The number is part of the first thorough analysis prepared by the Haiti government, together with the United Nations and other international organizations, to assess the financial impact of the Jan. 12 earthquake and help plan rebuilding operations.
The assessment, a copy of which was seen by The Wall Street Journal, is an important milestone ahead of a planned New York conference on March 31 at which donor nations are expected to announce financial aid for Haiti.
The quake claimed more than 220,000 lives. It caused damages valued at $7.86 billion, or 120% of the country’s output last year, according to the report, which will be released later this week.

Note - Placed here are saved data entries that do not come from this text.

use thiserror::Error;

/// Errors from decoding bytes that originated on the wire (server-controlled).
/// Encoding our own events never fails — malformed input only ever arrives
/// from the handshake path, which this type exists to guard.
#[derive(Debug, Error, Clone, PartialEq, Eq)]
pub enum FrameError {
    #[error("handshake frame too short: {len} bytes, need at least 2")]
    HandshakeTooShort { len: usize },
    #[error("event frame too short: {len} bytes, need at least 4")]
    EventTooShort { len: usize },
    #[error("unknown event type id {type_id}")]
    UnknownEventType { type_id: u32 },
    #[error("event frame has wrong length: type {type_id} expects {expected} bytes, got {actual}")]
    WrongLength { type_id: u32, expected: usize, actual: usize },
}

/// One input event in the shape §4.5 of the core spec describes: a 4-byte
/// little-endian type id followed by big-endian fields and a big-endian
/// 64-bit microsecond timestamp relative to stream start.
#[derive(Debug, Clone, Copy, PartialEq, Eq)]
pub enum InputEvent {
    KeyDown { vk: u16, modifiers: u16, scancode: u16 },
    KeyUp { vk: u16, modifiers: u16, scancode: u16 },
    /// x/y already normalized to the 0..=65535 wire range.
    MouseAbsolute { x: u16, y: u16 },
    MouseRelative { dx: i16, dy: i16 },
    /// 1-based GFN button id (browser/OS 0/1/2 -> GFN 1/2/3).
    MouseButtonDown { button: u8 },
    MouseButtonUp { button: u8 },
    /// Quantized to units of ±120, sign already inverted per §4.5.
    MouseWheel { horizontal: i16, vertical: i16 },
}

impl InputEvent {
    pub fn type_id(self) -> u32 {
        match self {
            InputEvent::KeyDown { .. } => 3,
            InputEvent::KeyUp { .. } => 4,
            InputEvent::MouseAbsolute { .. } => 5,
            InputEvent::MouseRelative { .. } => 7,
            InputEvent::MouseButtonDown { .. } => 8,
            InputEvent::MouseButtonUp { .. } => 9,
            InputEvent::MouseWheel { .. } => 10,
        }
    }

    /// Total encoded size in bytes, including the 4-byte type prefix.
    pub fn frame_len(self) -> usize {
        match self {
            InputEvent::KeyDown { .. } | InputEvent::KeyUp { .. } => 18,
            InputEvent::MouseAbsolute { .. } => 26,
            InputEvent::MouseRelative { .. } => 22,
            InputEvent::MouseButtonDown { .. } | InputEvent::MouseButtonUp { .. } => 18,
            InputEvent::MouseWheel { .. } => 22,
        }
    }
}

/// Encode one event, relative to `stream_start`, as the fixed-size binary
/// frame in §4.5. `ts_us` must already be relative to stream start.
pub fn encode_event(event: InputEvent, ts_us: u64) -> Vec<u8> {
    let mut out = Vec::with_capacity(event.frame_len());
    out.extend_from_slice(&event.type_id().to_le_bytes());

    match event {
        InputEvent::KeyDown { vk, modifiers, scancode }
        | InputEvent::KeyUp { vk, modifiers, scancode } => {
            out.extend_from_slice(&vk.to_be_bytes());
            out.extend_from_slice(&modifiers.to_be_bytes());
            out.extend_from_slice(&scancode.to_be_bytes());
            out.extend_from_slice(&ts_us.to_be_bytes());
        }
        InputEvent::MouseAbsolute { x, y } => {
            out.extend_from_slice(&x.to_be_bytes());
            out.extend_from_slice(&y.to_be_bytes());
            out.extend_from_slice(&0u16.to_be_bytes());
            out.extend_from_slice(&0xFFFFu16.to_be_bytes());
            out.extend_from_slice(&0xFFFFu16.to_be_bytes());
            out.extend_from_slice(&0u32.to_be_bytes());
            out.extend_from_slice(&ts_us.to_be_bytes());
        }
        InputEvent::MouseRelative { dx, dy } => {
            out.extend_from_slice(&dx.to_be_bytes());
            out.extend_from_slice(&dy.to_be_bytes());
            out.extend_from_slice(&0u16.to_be_bytes());
            out.extend_from_slice(&0u32.to_be_bytes());
            out.extend_from_slice(&ts_us.to_be_bytes());
        }
        InputEvent::MouseButtonDown { button } | InputEvent::MouseButtonUp { button } => {
            out.push(button);
            out.push(0);
            out.extend_from_slice(&0u32.to_be_bytes());
            out.extend_from_slice(&ts_us.to_be_bytes());
        }
        InputEvent::MouseWheel { horizontal, vertical } => {
            out.extend_from_slice(&horizontal.to_be_bytes());
            out.extend_from_slice(&vertical.to_be_bytes());
            out.extend_from_slice(&0u16.to_be_bytes());
            out.extend_from_slice(&0u32.to_be_bytes());
            out.extend_from_slice(&ts_us.to_be_bytes());
        }
    }

    debug_assert_eq!(out.len(), event.frame_len());
    debug_assert!(matches!(event.frame_len(), 18 | 22 | 26));
    out
}

/// Decode a frame previously produced by `encode_event`. Not needed on the
/// hot send path (the server is the only consumer of our input frames) but
/// kept public for round-trip testing of the wire layout.
pub fn decode_event(bytes: &[u8]) -> Result<(InputEvent, u64), FrameError> {
    if bytes.len() < 4 {
        return Err(FrameError::EventTooShort { len: bytes.len() });
    }
    let type_id = u32::from_le_bytes([bytes[0], bytes[1], bytes[2], bytes[3]]);
    let body = &bytes[4..];

    let expect = |expected: usize| -> Result<(), FrameError> {
        if body.len() != expected - 4 {
            Err(FrameError::WrongLength { type_id, expected, actual: bytes.len() })
        } else {
            Ok(())
        }
    };

    macro_rules! be_u16 { ($off:expr) => { u16::from_be_bytes([body[$off], body[$off + 1]]) } }
    macro_rules! be_i16 { ($off:expr) => { i16::from_be_bytes([body[$off], body[$off + 1]]) } }
    macro_rules! be_u64 { ($off:expr) => {
        u64::from_be_bytes(body[$off..$off + 8].try_into().unwrap())
    } }

    match type_id {
        3 | 4 => {
            expect(18)?;
            let vk = be_u16!(0);
            let modifiers = be_u16!(2);
            let scancode = be_u16!(4);
            let ts = be_u64!(6);
            let event = if type_id == 3 {
                InputEvent::KeyDown { vk, modifiers, scancode }
            } else {
                InputEvent::KeyUp { vk, modifiers, scancode }
            };
            Ok((event, ts))
        }
        5 => {
            expect(26)?;
            let x = be_u16!(0);
            let y = be_u16!(2);
            let ts = be_u64!(14);
            Ok((InputEvent::MouseAbsolute { x, y }, ts))
        }
        7 => {
            expect(22)?;
            let dx = be_i16!(0);
            let dy = be_i16!(2);
            let ts = be_u64!(10);
            Ok((InputEvent::MouseRelative { dx, dy }, ts))
        }
        8 | 9 => {
            expect(18)?;
            let button = body[0];
            let ts = be_u64!(6);
            let event = if type_id == 8 {
                InputEvent::MouseButtonDown { button }
            } else {
                InputEvent::MouseButtonUp { button }
            };
            Ok((event, ts))
        }
        10 => {
            expect(22)?;
            let horizontal = be_i16!(0);
            let vertical = be_i16!(2);
            let ts = be_u64!(10);
            Ok((InputEvent::MouseWheel { horizontal, vertical }, ts))
        }
        other => Err(FrameError::UnknownEventType { type_id: other }),
    }
}

/// The 10-byte protocol-v3 envelope prepended to every datagram once the
/// handshake-recorded protocol version is > 2: `[0x23][ts_us BE][0x22]`.
pub fn wrap_v3_envelope(frame: &[u8], ts_us: u64) -> Vec<u8> {
    let mut out = Vec::with_capacity(10 + frame.len());
    out.push(0x23);
    out.extend_from_slice(&ts_us.to_be_bytes());
    out.push(0x22);
    out.extend_from_slice(frame);
    out
}

/// The server's first message on `input_channel_v1`, and our parse of it.
#[derive(Debug, Clone, PartialEq, Eq)]
pub struct Handshake {
    /// The exact bytes received, needed to produce a byte-identical echo.
    raw: Vec<u8>,
    pub protocol_version: u16,
}

impl Handshake {
    pub fn protocol_version(&self) -> u16 {
        self.protocol_version
    }

    /// Whether outgoing datagrams must carry the protocol-v3 envelope.
    pub fn needs_v3_envelope(&self) -> bool {
        self.protocol_version > 2
    }
}

/// Parse the server's handshake bytes per §4.5: a little-endian 16-bit word,
/// either the new-format marker (526 / 0x020E) followed by a version word,
/// or (old format) the version itself.
pub fn decode_handshake(bytes: &[u8]) -> Result<Handshake, FrameError> {
    if bytes.len() < 2 {
        return Err(FrameError::HandshakeTooShort { len: bytes.len() });
    }
    let word = u16::from_le_bytes([bytes[0], bytes[1]]);
    const NEW_FORMAT_MARKER: u16 = 526; // 0x020E

    let protocol_version = if word == NEW_FORMAT_MARKER {
        if bytes.len() >= 4 {
            u16::from_le_bytes([bytes[2], bytes[3]])
        } else {
            0
        }
    } else {
        word
    };

    Ok(Handshake { raw: bytes.to_vec(), protocol_version })
}

/// Echo the handshake bytes back verbatim, per §4.5's handshake-echo rule.
pub fn encode_handshake_echo(handshake: &Handshake) -> Vec<u8> {
    handshake.raw.clone()
}

#[cfg(test)]
mod tests {
    use super::*;

    #[test]
    fn key_down_frame_is_18_bytes() {
        let frame = encode_event(InputEvent::KeyDown { vk: 0x57, modifiers: 1, scancode: 0x11 }, 42);
        assert_eq!(frame.len(), 18);
        assert_eq!(u32::from_le_bytes(frame[0..4].try_into().unwrap()), 3);
    }

    #[test]
    fn mouse_absolute_frame_is_26_bytes_with_range_constants() {
        let frame = encode_event(InputEvent::MouseAbsolute { x: 100, y: 200 }, 0);
        assert_eq!(frame.len(), 26);
        assert_eq!(u32::from_le_bytes(frame[0..4].try_into().unwrap()), 5);
        assert_eq!(u16::from_be_bytes([frame[10], frame[11]]), 0xFFFF);
        assert_eq!(u16::from_be_bytes([frame[12], frame[13]]), 0xFFFF);
    }

    #[test]
    fn mouse_relative_matches_scenario_3_worked_example() {
        // spec.md §8 scenario 3: dx=5, dy=-7 at stream_start + 1ms (1000us).
        let frame = encode_event(InputEvent::MouseRelative { dx: 5, dy: -7 }, 1000);
        let expected = [
            0x07, 0x00, 0x00, 0x00, 0x00, 0x05, 0xFF, 0xF9, 0x00, 0x00, 0x00, 0x00, 0x00, 0x00,
            0x00, 0x00, 0x00, 0x00, 0x00, 0x00, 0x03, 0xE8,
        ];
        assert_eq!(frame, expected);
    }

    #[test]
    fn v3_envelope_matches_scenario_3_worked_example() {
        let envelope = wrap_v3_envelope(&[], 1000);
        let expected = [0x23, 0x00, 0x00, 0x00, 0x00, 0x00, 0x00, 0x03, 0xE8, 0x22];
        assert_eq!(envelope, expected);
    }

    #[test]
    fn button_frame_fields_land_at_expected_offsets() {
        let frame = encode_event(InputEvent::MouseButtonDown { button: 1 }, 7);
        assert_eq!(frame.len(), 18);
        assert_eq!(frame[4], 1); // button
        assert_eq!(frame[5], 0); // reserved
    }

    #[test]
    fn event_roundtrips_through_decode() {
        for (event, ts) in [
            (InputEvent::KeyDown { vk: 0x41, modifiers: 2, scancode: 0x1E }, 10u64),
            (InputEvent::KeyUp { vk: 0x41, modifiers: 0, scancode: 0x1E }, 20),
            (InputEvent::MouseAbsolute { x: 1000, y: 2000 }, 30),
            (InputEvent::MouseRelative { dx: -5, dy: 7 }, 40),
            (InputEvent::MouseButtonDown { button: 2 }, 50),
            (InputEvent::MouseButtonUp { button: 3 }, 60),
            (InputEvent::MouseWheel { horizontal: 0, vertical: -120 }, 70),
        ] {
            let frame = encode_event(event, ts);
            let (decoded, decoded_ts) = decode_event(&frame).unwrap();
            assert_eq!(decoded, event);
            assert_eq!(decoded_ts, ts);
        }
    }

    #[test]
    fn decode_event_rejects_unknown_type() {
        let bytes = [99u8, 0, 0, 0];
        assert_eq!(
            decode_event(&bytes),
            Err(FrameError::UnknownEventType { type_id: 99 })
        );
    }

    #[test]
    fn decode_event_rejects_truncated_frame() {
        let bytes = [3u8, 0, 0, 0, 1, 2];
        assert!(matches!(decode_event(&bytes), Err(FrameError::WrongLength { .. })));
    }

    #[test]
    fn handshake_new_format_scenario_3() {
        let bytes = [0x0E, 0x02, 0x03, 0x00];
        let handshake = decode_handshake(&bytes).unwrap();
        assert_eq!(handshake.protocol_version(), 3);
        assert!(handshake.needs_v3_envelope());
        assert_eq!(encode_handshake_echo(&handshake), bytes);
    }

    #[test]
    fn handshake_old_format_scenario_4() {
        let bytes = [0x02, 0x00];
        let handshake = decode_handshake(&bytes).unwrap();
        assert_eq!(handshake.protocol_version(), 2);
        assert!(!handshake.needs_v3_envelope());
        assert_eq!(encode_handshake_echo(&handshake), bytes);
    }

    #[test]
    fn handshake_echo_is_identity_for_any_observed_frame() {
        // §8: decoder(encoder(bytes)) = bytes for every observed server-handshake frame.
        for bytes in [vec![0x02, 0x00], vec![0x0E, 0x02, 0x03, 0x00], vec![0x0E, 0x02]] {
            let handshake = decode_handshake(&bytes).unwrap();
            assert_eq!(encode_handshake_echo(&handshake), bytes);
        }
    }

    #[test]
    fn handshake_rejects_empty_bytes() {
        assert!(matches!(
            decode_handshake(&[]),
            Err(FrameError::HandshakeTooShort { len: 0 })
        ));
    }
}
//! GFN WebSocket signaling (§4.2): `peer_info` → offer → answer → trickle
//! ICE. Grounded on `examples/other_examples/.../webrtc-signaling.rs.rs` for
//! the ack/heartbeat discipline and connect URL shape, and on
//! `frecar-beam`'s `signaling::run_signaling`/`build_tls_connector` for the
//! TLS connector and reconnect-with-backoff loop.

use std::net::Ipv4Addr;
use std::sync::Arc;
use std::time::Duration;

use anyhow::Context;
use futures_util::{SinkExt, StreamExt};
use gfn_protocol::{CandidatePayload, CoreError, PeerEnvelope, PeerInfo, PeerPayload, SdpPayload, ServerMessage};
use tokio::sync::mpsc;
use tokio_tungstenite::tungstenite::Message;
use tracing::{debug, info, warn};

const PEER_ID_SELF: u32 = 2;
const PEER_ID_SERVER: u32 = 1;
const HEARTBEAT_INTERVAL: Duration = Duration::from_secs(5);

/// Explicit signaling state machine (§4.2, §9 "coroutine/async control flow"
/// redesign note: one event receiver, no nested awaits inside an onmessage).
#[derive(Debug, Clone, Copy, PartialEq, Eq)]
pub enum SignalingState {
    Opened,
    PeerInfoAcked,
    AwaitingOffer,
    AnswerSent,
    Trickling,
    Heartbeating,
}

/// What the signaling loop hands back to the caller as it progresses.
#[derive(Debug, Clone)]
pub enum SignalingEvent {
    OfferReceived(String),
    RemoteCandidate(CandidatePayload),
    /// Socket closed after the answer was sent; non-fatal for ice-lite
    /// servers per §4.2/§7 ("Failure").
    ClosedAfterAnswer,
}

/// Commands the caller issues back into the socket once it has driven the
/// WebRTC side of the exchange.
#[derive(Debug, Clone)]
pub enum SignalingCommand {
    SendAnswer { sdp: String, nvst_sdp: String },
    SendLocalCandidate { candidate: String, sdp_mid: Option<String>, sdp_mline_index: Option<u32> },
}

pub struct SignalingSession {
    url: String,
    root_cert_override: Option<String>,
}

The government said its priority remained to prepare for this year’s rain and hurricane season, as nearly 15% of the population of nine million lives in makeshift shelters. But looking ahead, the report said that one of the main challenges would be to build a different Haiti, a country where authorities would anticipate natural disasters, support job creation and help relieve congestion in Port-au-Prince.
The report encapsulates the extent of the catastrophe: More than 300,000 people were wounded and 8.5% of workers lost their jobs; about 105,000 houses were flattened and 208,000 were damaged; 1,300 schools and 50 hospitals crumbled or can’t be used; the presidential palace and most ministries were destroyed. Haiti’s cellular-phone network, in a rare exception, suffered only minor damages.
Most damages, about 70%, affected the private sector, with damages to private houses alone estimated at $2.3 billion.
The government said the cost of rebuilding offices and houses would exceed damage estimates because authorities planned to enforce tougher building codes, with stringent antiseismic constraints.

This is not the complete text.